0

I'm trying to build a script to make a mirror-backup of a free ESXi 6.5 to another free ESXi 6.5 host. I'm almost there but this issue is driving me crazy. This is a part of the script; I am using Bash for the script:

#!/bin/sh
find /vmfs/volumes/datastore1/ -regex '.*\.\(vmx\|nvram\|vmsd\|vmdk\)$' ! -name *-flat.vmdk | while read line; do
    dir1=$(dirname "${line}"| sed 's/ /\\ /g')
    dir2=$(dirname "${line}"| sed 's/ /\\\\ /g')
    ssh -n root@XX.XX.XX.XX "mkdir -p $dir1"
    cmd=$(echo $line "XX.XX.XX.XX:\""$dir2"/\"")
    echo $cmd
    scp -pr $cmd
done

output is:

  • for every VM that have no spaces in name, succeded.
  • for every VM with spaces in name, (last word in VM name): No such file or directory

I tried everything to make this SCP get the full path and it ignores everything: Put single quotes, double quotes, escape char to space, double, triple escape chars. Put args directly in SCP, put all the args of SCP in a variable and pass it after.

When running outside script, command runs flawless. When running in script, it's giving error and takes only last part after space.

Giacomo1968
  • 58,727
Costin
  • 15

3 Answers3

1

Your code is flawed in many aspects.

-name *-flat.vmdk is prone to globbing; what it expands to depends on files in the current working directory. * should be quoted (e.g. -name '*-flat.vmdk').

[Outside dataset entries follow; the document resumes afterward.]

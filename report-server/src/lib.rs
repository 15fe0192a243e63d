//! PC Report Server - back-office reporting for a field sales force
//!
//! # Architecture
//!
//! Raw attendance and sales events come from the record store; this server
//! turns them into dashboards, a paginated sales report, a 12-month
//! sales-comparison matrix and a per-employee ROI report. Every report is a
//! stateless transform over a freshly fetched snapshot.
//!
//! # Module structure
//!
//! ```text
//! report-server/src/
//! ├── core/          # Config, state, HTTP server
//! ├── engine/        # Calendar, ranges, filter, aggregation, metrics, reports
//! ├── source/        # Record-source trait, HTTP store, event-log fallback
//! ├── services/      # Report orchestration (fetch + cancellation)
//! ├── api/           # HTTP routes and handlers
//! └── utils/         # Logger, time parsing
//! ```

pub mod api;
pub mod core;
pub mod engine;
pub mod services;
pub mod source;
pub mod utils;

// Re-export common types
pub use core::{Config, Server, ServerState};
pub use services::ReportService;
pub use shared::{AppError, AppResult};

// Re-export logger functions
pub use utils::logger::{init_logger, init_logger_with_file};

/// Load `.env` and initialize logging from the resulting environment
pub fn setup_environment() {
    let _ = dotenv::dotenv();

    let log_level = std::env::var("LOG_LEVEL").ok();
    let log_dir = std::env::var("LOG_DIR").ok();
    init_logger_with_file(log_level.as_deref(), log_dir.as_deref());
}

This is not the only time your code lacks quotes. echo $line is flawed because of this (and this in general).

read line should be at least IFS= read -r line. It would still fail if any path (returned by find) contained the newline character (which is a valid character in file names). For this reason find … -exec … \; is better. You can go like this:

find … -exec sh -c '…' sh {} \;

which introduces another level of quoting; or like this:

find … -exec helper_script {} \;

which makes quoting in the helper_script easier. The latter approach is advocated by this answer, still the answer doesn't fix other issues.

Your variables dir1 and dir2 seem to inject some cumbersome escaping to deal with spaces. You should not rely on escaping like this. Even if you managed to make it work with spaces, there are other characters you would need to escape in general. The right way is to quote properly.

There are at least three levels of quoting:

  1. in the original shell where find is invoked;
  2. in a shell spawned by -exec sh or in a shell interpreting the helper_script;
  3. in a shell spawned on the remote side by ssh … "whatever command" (similarly for paths processed by scp).

Introducing a helper_script makes the first level not interfere with the rest. The main command would be:

find /vmfs/volumes/datastore1/ -regex '.*\.\(vmx\|nvram\|vmsd\|vmdk\)$' ! -name '*-flat.vmdk' -exec /path/to/helper_script {} \;

And the helper_script:

#!/bin/sh
# no need for bash

addrs=XX.XX.XX.XX

pth="$1"
drctry="${pth%/*}"
# no need for dirname (separate executable)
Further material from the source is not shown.